| The problem |
Type again, exactly, the lines below from the start through the line that includes "use std::time::Instant;".

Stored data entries
....................
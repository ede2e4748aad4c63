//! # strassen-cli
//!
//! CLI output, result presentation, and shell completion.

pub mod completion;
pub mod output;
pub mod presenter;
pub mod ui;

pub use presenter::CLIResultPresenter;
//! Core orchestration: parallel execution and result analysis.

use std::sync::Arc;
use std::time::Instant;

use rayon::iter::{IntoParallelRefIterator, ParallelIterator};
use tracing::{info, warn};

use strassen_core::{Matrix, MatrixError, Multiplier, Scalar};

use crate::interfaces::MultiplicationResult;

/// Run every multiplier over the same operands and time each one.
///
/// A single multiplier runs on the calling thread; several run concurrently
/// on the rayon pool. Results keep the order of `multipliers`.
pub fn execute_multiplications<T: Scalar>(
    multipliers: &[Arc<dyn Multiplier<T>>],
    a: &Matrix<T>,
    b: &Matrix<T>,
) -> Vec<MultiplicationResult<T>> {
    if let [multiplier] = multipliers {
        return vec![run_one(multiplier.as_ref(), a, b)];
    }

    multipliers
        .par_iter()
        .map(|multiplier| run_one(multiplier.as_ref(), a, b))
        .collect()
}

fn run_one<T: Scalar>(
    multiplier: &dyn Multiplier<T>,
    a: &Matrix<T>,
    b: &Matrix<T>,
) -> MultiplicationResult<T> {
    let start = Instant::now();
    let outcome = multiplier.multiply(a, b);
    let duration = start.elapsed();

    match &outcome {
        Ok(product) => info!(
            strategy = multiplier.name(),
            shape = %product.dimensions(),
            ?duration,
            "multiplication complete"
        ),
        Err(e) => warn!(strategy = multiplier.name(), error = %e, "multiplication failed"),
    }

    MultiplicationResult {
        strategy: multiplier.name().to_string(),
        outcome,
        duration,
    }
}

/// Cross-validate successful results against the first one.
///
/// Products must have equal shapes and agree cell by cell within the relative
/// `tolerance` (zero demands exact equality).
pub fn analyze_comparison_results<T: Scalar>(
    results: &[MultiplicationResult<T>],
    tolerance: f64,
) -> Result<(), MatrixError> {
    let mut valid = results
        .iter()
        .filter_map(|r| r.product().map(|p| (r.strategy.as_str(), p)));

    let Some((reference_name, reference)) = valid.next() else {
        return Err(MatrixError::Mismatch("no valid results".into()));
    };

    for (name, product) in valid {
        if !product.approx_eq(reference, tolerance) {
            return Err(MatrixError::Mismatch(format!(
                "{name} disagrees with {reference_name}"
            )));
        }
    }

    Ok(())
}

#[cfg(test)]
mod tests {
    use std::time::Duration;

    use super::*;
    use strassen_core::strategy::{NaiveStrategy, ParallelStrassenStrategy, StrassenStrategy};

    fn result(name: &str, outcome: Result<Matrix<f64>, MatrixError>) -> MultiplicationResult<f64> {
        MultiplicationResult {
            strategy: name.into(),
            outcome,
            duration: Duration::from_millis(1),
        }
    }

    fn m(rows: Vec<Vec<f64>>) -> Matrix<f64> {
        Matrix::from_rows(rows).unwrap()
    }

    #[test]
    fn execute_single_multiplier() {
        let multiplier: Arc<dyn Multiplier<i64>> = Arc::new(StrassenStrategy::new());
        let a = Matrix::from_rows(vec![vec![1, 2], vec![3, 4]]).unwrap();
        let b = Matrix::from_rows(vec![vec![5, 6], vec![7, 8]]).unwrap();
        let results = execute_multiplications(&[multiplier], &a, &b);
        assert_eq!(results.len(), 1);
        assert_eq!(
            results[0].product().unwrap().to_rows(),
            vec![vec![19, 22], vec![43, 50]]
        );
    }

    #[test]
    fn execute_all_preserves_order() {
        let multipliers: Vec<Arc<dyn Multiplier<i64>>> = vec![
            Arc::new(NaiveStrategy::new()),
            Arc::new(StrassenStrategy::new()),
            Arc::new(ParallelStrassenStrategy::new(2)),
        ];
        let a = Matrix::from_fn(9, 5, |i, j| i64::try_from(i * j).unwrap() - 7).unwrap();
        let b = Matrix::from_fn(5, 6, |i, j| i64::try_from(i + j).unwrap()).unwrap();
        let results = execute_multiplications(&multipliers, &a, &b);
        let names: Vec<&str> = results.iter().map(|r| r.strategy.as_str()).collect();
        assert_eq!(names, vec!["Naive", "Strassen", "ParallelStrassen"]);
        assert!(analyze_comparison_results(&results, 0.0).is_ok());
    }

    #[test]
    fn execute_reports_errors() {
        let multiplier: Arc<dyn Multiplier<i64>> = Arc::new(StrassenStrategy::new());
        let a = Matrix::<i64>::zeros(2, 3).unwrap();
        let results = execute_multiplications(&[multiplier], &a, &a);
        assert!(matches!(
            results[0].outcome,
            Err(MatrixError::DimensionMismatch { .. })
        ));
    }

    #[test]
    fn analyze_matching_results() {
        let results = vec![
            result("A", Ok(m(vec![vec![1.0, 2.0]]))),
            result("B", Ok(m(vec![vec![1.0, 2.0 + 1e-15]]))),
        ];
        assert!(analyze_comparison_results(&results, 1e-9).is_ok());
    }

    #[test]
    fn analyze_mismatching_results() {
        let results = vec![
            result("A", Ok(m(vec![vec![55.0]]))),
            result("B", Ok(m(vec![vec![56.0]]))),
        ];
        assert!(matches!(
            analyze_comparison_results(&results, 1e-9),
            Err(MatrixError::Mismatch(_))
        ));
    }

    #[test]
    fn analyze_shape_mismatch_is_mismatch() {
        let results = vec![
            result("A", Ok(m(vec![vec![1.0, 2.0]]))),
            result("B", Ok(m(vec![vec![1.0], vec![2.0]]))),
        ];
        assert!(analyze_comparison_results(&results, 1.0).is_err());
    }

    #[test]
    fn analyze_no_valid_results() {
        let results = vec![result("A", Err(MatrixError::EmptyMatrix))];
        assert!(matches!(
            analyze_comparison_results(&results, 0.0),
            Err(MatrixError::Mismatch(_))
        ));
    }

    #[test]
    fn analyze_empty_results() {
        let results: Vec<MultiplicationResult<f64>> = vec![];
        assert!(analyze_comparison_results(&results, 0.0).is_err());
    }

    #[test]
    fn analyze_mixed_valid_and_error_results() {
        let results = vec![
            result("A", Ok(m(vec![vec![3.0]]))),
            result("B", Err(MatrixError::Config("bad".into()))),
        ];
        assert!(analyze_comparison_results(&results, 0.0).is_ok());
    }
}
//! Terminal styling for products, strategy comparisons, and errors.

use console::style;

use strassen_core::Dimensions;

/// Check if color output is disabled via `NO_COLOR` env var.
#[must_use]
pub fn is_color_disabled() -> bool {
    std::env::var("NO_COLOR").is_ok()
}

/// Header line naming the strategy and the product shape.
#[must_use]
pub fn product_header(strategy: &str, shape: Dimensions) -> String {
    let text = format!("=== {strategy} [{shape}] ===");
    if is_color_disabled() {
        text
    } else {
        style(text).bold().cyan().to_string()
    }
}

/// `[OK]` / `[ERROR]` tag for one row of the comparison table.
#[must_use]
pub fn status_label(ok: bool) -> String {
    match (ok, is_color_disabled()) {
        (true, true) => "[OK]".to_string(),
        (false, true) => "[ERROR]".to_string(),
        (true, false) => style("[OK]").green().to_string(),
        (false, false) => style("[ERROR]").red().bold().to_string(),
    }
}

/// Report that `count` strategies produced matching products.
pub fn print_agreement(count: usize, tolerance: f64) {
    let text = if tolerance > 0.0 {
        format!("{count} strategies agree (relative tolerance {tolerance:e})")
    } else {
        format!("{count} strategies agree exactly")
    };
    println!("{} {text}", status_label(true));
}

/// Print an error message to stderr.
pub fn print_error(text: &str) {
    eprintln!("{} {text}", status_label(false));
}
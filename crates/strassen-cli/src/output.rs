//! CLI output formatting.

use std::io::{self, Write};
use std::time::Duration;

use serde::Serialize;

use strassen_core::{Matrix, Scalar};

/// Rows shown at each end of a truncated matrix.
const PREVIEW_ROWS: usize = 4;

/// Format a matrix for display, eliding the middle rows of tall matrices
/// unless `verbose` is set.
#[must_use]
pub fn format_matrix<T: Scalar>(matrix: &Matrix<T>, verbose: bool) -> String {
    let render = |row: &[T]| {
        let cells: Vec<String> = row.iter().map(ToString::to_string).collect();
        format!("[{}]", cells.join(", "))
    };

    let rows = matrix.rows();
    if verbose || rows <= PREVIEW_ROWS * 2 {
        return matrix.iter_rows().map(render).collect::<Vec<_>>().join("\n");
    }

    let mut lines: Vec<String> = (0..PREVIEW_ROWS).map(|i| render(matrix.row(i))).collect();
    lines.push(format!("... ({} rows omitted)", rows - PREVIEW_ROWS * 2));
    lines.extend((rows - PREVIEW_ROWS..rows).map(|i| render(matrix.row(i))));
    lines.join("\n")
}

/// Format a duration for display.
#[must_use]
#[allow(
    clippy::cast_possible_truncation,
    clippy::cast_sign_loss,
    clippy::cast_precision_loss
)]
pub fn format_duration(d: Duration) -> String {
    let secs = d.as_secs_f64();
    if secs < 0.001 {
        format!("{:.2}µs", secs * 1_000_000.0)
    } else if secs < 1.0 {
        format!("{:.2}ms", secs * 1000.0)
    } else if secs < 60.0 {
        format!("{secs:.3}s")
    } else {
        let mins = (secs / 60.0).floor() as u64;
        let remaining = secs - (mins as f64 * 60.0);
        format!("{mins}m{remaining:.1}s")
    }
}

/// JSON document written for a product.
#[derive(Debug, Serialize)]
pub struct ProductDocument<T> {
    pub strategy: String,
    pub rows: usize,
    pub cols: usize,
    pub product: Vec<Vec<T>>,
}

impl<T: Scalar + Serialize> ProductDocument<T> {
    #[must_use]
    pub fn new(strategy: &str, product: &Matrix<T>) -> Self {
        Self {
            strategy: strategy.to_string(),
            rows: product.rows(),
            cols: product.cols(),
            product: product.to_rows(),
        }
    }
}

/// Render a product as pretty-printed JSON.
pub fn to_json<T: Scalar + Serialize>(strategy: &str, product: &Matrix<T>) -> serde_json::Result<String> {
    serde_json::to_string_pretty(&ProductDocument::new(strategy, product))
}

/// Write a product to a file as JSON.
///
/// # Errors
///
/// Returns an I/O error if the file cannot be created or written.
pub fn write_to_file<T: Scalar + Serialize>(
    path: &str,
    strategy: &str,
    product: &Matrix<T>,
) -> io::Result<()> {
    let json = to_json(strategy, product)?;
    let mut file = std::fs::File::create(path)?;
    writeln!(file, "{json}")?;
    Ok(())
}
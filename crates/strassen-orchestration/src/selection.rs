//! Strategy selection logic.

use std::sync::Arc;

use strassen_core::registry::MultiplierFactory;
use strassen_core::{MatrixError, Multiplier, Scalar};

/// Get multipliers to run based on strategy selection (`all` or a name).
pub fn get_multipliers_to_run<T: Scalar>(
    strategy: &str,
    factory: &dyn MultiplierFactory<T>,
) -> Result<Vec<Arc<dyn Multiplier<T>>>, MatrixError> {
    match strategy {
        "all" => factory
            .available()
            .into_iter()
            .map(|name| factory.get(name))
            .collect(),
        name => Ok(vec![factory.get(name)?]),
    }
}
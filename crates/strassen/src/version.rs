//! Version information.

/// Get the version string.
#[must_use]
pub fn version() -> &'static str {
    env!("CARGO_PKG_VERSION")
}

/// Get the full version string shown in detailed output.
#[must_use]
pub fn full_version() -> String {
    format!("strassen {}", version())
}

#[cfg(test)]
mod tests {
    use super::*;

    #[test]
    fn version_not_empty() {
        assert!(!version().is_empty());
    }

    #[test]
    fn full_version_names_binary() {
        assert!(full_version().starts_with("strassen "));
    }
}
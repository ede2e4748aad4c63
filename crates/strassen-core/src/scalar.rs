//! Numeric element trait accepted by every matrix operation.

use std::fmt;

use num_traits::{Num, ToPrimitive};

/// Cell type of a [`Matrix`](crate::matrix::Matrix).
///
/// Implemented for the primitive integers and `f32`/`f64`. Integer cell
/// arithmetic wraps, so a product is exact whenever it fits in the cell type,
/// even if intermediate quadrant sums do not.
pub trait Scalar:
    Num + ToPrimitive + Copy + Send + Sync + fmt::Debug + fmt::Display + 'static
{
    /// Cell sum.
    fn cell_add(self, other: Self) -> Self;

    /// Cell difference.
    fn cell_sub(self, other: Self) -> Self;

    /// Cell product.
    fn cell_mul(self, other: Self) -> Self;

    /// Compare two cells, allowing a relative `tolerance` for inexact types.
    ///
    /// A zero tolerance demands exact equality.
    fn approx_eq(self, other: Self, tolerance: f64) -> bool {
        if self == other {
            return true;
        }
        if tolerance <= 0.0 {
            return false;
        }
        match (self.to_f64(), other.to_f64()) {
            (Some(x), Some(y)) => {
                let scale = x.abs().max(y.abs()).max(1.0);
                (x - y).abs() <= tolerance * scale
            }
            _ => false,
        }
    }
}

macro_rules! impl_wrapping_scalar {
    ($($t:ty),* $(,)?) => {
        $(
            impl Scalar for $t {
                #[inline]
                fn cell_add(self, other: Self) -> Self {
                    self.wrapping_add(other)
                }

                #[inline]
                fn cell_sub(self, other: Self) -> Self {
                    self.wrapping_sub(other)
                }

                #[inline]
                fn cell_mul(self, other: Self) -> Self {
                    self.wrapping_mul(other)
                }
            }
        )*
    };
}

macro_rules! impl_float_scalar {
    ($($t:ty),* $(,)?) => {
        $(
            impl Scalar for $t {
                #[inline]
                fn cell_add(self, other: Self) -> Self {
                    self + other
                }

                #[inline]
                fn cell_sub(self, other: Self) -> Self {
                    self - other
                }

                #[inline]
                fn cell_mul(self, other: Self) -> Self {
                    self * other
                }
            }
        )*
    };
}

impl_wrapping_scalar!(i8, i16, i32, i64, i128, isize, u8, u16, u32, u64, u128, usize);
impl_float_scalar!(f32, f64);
....................
| Your response |
repository ede2e4748aad4c63
//! # strassen-cli
//!
//! CLI output, result presentation, and shell completion.

pub mod completion;
pub mod output;
pub mod presenter;
pub mod ui;

pub use presenter::CLIResultPresenter;
//! Core orchestration: parallel execution and result analysis.

use std::sync::Arc;
use std::time::Instant;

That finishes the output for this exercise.